impl<'a> SerializationRunner<'a> {
    pub fn new(arena: &'a SchemaArena, options: &'a DumpOptions) -> Self {
        Self { arena, options }
    }

    /// Dumps `value` as declared by `node`.
    pub fn dump(&self, node: &SchemaNode, value: &Value) -> Result<Value, SerializeError> {
        let frame = Frame {
            filters: Filters::new(self.options.include.clone(), self.options.exclude.clone()),
            duck: self.options.serialize_as_any,
            ..Frame::default()
        };
        let dumped = self.dump_node(node, value, &frame).map_err(|err| match err {
            StageError::Fault(fault) => SerializeError::Fault(fault),
            other => SerializeError::Fault(SchemaFault::Serialization(other.to_string())),
        })?;
        Ok(match self.options.mode {
            DumpMode::Python => dumped,
            DumpMode::Json => Value::from(dumped.to_json()),
        })
    }

    fn dump_node(&self, node: &SchemaNode, value: &Value, frame: &Frame) -> Result<Value, StageError> {
        match node {
            SchemaNode::Scalar(_) => self.infer(value, frame),
            SchemaNode::Sequence(seq) => match value {
                Value::List(items) => self.dump_list(items, frame, |item, child| {
                    self.dump_node(&seq.item, item, child)
                }),
                _ => self.fallback(node, value, frame),
            },
            SchemaNode::Mapping(map) => match value {
                Value::Dict(entries) => self.dump_dict(entries, frame, |entry, child| {
                    self.dump_node(&map.value, entry, child)
                }),
                _ => self.fallback(node, value, frame),
            },
            SchemaNode::Model(model) => self.dump_model(node, model, value, frame),
            SchemaNode::Union(union) => self.dump_union(node, union, value, frame),
            SchemaNode::Wrapped(wrapped) => self.dump_wrapped(wrapped, value, frame),
            SchemaNode::Ref(id) => {
                let target = self
                    .arena
                    .get(id)
                    .ok_or_else(|| SchemaFault::UnknownNode(id.clone()))?;
                if frame.depth >= self.arena.max_depth() {
                    return Err(StageError::Fault(SchemaFault::Serialization(format!(
                        "reference depth limit reached at '{}'",
                        id
                    ))));
                }
                let deeper = Frame {
                    depth: frame.depth + 1,
                    ..frame.clone()
                };
                self.dump_node(target, value, &deeper)
            }
        }
    }

    fn dump_list<F>(&self, items: &[Value], frame: &Frame, dump_item: F) -> Result<Value, StageError>
    where
        F: Fn(&Value, &Frame) -> Result<Value, StageError>,
    {
        let mut out = Vec::with_capacity(items.len());
        for (idx, item) in items.iter().enumerate() {
            let Some(filters) = frame.filters.for_index(idx, items.len()) else {
                continue;
            };
            let child = Frame {
                filters,
                ..frame.clone()
            };
            out.push(dump_item(item, &child)?);
        }
        Ok(Value::List(out))
    }

    fn dump_dict<F>(&self, entries: &Dict, frame: &Frame, dump_entry: F) -> Result<Value, StageError>
    where
        F: Fn(&Value, &Frame) -> Result<Value, StageError>,
    {
        let mut out = Dict::with_capacity(entries.len());
        for (key, entry) in entries {
            let Some(filters) = frame.filters.for_key(key) else {
                continue;
            };
            let child = Frame {
                filters,
                ..frame.clone()
            };
            out.insert(key.clone(), dump_entry(entry, &child)?);
        }
        Ok(Value::Dict(out))
    }

    fn dump_model(
        &self,
        node: &SchemaNode,
        model: &ModelSchema,
        value: &Value,
        frame: &Frame,
    ) -> Result<Value, StageError> {
        let Value::Model(instance) = value else {
            return self.fallback(node, value, frame);
        };
        let fits = instance.type_name() == model.name
            || self.arena.is_subtype(instance.type_name(), &model.name);
        if !fits {
            return self.fallback(node, value, frame);
        }

        let duck = model
            .config
            .serialize_as
            .map_or(frame.duck, |mode| mode == SerializeAs::Runtime);
        let schema = if duck {
            self.arena.model(instance.type_name()).unwrap_or(model)
        } else {
            model
        };
        self.dump_fields(schema, instance, duck, frame)
    }

    fn dump_fields(
        &self,
        model: &ModelSchema,
        instance: &ModelInstance,
        duck: bool,
        frame: &Frame,
    ) -> Result<Value, StageError> {
        let options = self.options;
        let mut out = Dict::with_capacity(instance.fields().len());

        for (field, aliases) in model.resolved_fields() {
            if field.exclude {
                continue;
            }
            let Some(value) = instance.fields().get(&field.name) else {
                continue;
            };
            let Some(filters) = frame.filters.for_key(&field.name) else {
                continue;
            };
            if options.exclude_unset && !instance.fields_set().contains(&field.name) {
                continue;
            }
            if options.exclude_defaults
                && field
                    .default
                    .produce()
                    .is_some_and(|default| same_default(&default, value))
            {
                continue;
            }
            if options.exclude_none && value.is_none() {
                continue;
            }

            let child = Frame {
                filters,
                duck: field
                    .serialize_as
                    .map_or(duck, |mode| mode == SerializeAs::Runtime),
                field_name: Some(field.name.clone()),
                depth: frame.depth,
            };
            let dumped = self.dump_node(&field.schema, value, &child)?;
            let key = if options.by_alias {
                aliases.serialization.clone()
            } else {
                field.name.clone()
            };
            out.insert(key, dumped);
        }

        for (key, value) in instance.extra() {
            let Some(filters) = frame.filters.for_key(key) else {
                continue;
            };
            if options.exclude_none && value.is_none() {
                continue;
            }
            let child = Frame {
                filters,
                duck,
                field_name: None,
                depth: frame.depth,
            };
            out.insert(key.clone(), self.infer(value, &child)?);
        }

        Ok(Value::Dict(out))
    }

    fn dump_union(
        &self,
        node: &SchemaNode,
        union: &UnionSchema,
        value: &Value,
        frame: &Frame,
    ) -> Result<Value, StageError> {
        if let Some(discriminator) = &union.discriminator {
            let member = discriminator
                .extract(value)
                .and_then(|raw| Tag::from_value(&raw))
                .and_then(|tag| union.member_for(&tag));
            if let Some(index) = member {
                return self.dump_node(&union.members[index].schema, value, frame);
            }
        }

        for exact in [true, false] {
            if let Some(member) = union
                .members
                .iter()
                .find(|m| self.fits(&m.schema, value, exact, frame.depth))
            {
                tracing::trace!(member = %member.label(), exact, "union dump selected member");
                return self.dump_node(&member.schema, value, frame);
            }
        }

        self.fallback(node, value, frame)
    }

    fn dump_wrapped(
        &self,
        wrapped: &WrappedSchema,
        value: &Value,
        frame: &Frame,
    ) -> Result<Value, StageError> {
        let Some(stage) = &wrapped.serializer else {
            return self.dump_node(&wrapped.inner, value, frame);
        };

        let info = SerializeInfo {
            mode: self.options.mode,
            by_alias: self.options.by_alias,
            context: self.options.context.as_ref(),
            field_name: frame.field_name.as_deref(),
        };
        let mut inner = |v: Value| self.dump_node(&wrapped.inner, &v, frame);
        let out = stage.run(value.clone(), &info, &mut inner)?;
        // A wrap result already went through the selectors via `next`.
        let filters = match stage {
            SerializerStage::Plain(_) => frame.filters.clone(),
            SerializerStage::Wrap(_) => Filters::default(),
        };
        let rest = Frame {
            filters,
            duck: frame.duck,
            field_name: None,
            depth: frame.depth,
        };
        self.infer(&out, &rest)
    }

    /// Whether `value` has the shape `node` declares. Exact fits require the
    /// precise type; loose fits also accept ints as floats and subtype
    /// instances as their bases.
    fn fits(&self, node: &SchemaNode, value: &Value, exact: bool, depth: usize) -> bool {
        if depth > self.arena.max_depth() {
            return false;
        }
        match node {
            SchemaNode::Scalar(scalar) => match (&scalar.kind, value) {
                (ScalarKind::Any, _) => true,
                (ScalarKind::None, Value::None) => true,
                (ScalarKind::Bool, Value::Bool(_)) => true,
                (ScalarKind::Int, Value::Int(_)) => true,
                (ScalarKind::Float, Value::Float(_)) => true,
                (ScalarKind::Float, Value::Int(_)) => !exact,
                (ScalarKind::Str, Value::Str(_)) => true,
                (ScalarKind::Literal(expected), v) => expected.contains(v),
                _ => false,
            },
            SchemaNode::Sequence(seq) => match value {
                Value::List(items) => items.iter().all(|i| self.fits(&seq.item, i, exact, depth)),
                _ => false,
            },
            SchemaNode::Mapping(map) => match value {
                Value::Dict(entries) => entries
                    .values()
                    .all(|v| self.fits(&map.value, v, exact, depth)),
                _ => false,
            },
            SchemaNode::Model(model) => match value {
                Value::Model(instance) => {
                    instance.type_name() == model.name
                        || (!exact && self.arena.is_subtype(instance.type_name(), &model.name))
                }
                _ => false,
            },
            SchemaNode::Union(union) => union
                .members
                .iter()
                .any(|m| self.fits(&m.schema, value, exact, depth)),
            SchemaNode::Wrapped(wrapped) => self.fits(&wrapped.inner, value, exact, depth),
            SchemaNode::Ref(id) => self
                .arena
                .get(id)
                .is_some_and(|target| self.fits(target, value, exact, depth + 1)),
        }
    }

    fn fallback(&self, node: &SchemaNode, value: &Value, frame: &Frame) -> Result<Value, StageError> {
        tracing::warn!(
            expected = %node.label(),
            actual = value.type_name(),
            "value does not match its declared schema, serializing by inference"
        );
        self.infer(value, frame)
    }

    /// Dumps a value by its runtime shape alone.
    fn infer(&self, value: &Value, frame: &Frame) -> Result<Value, StageError> {
        match value {
            Value::Model(instance) => match self.arena.model(instance.type_name()) {
                Some(model) => self.dump_fields(model, instance, frame.duck, frame),
                None => {
                    let mut all = instance.fields().clone();
                    all.extend(instance.extra().iter().map(|(k, v)| (k.clone(), v.clone())));
                    self.dump_dict(&all, frame, |entry, child| self.infer(entry, child))
                }
            },
            Value::List(items) => self.dump_list(items, frame, |item, child| self.infer(item, child)),
            Value::Dict(entries) => {
                self.dump_dict(entries, frame, |entry, child| self.infer(entry, child))
            }
            other => Ok(other.clone()),
        }
    }
}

Task.
Return a copy of each line in the entries that contains "deeper".

Answer for the task.
                let deeper = Frame {
                self.dump_node(target, value, &deeper)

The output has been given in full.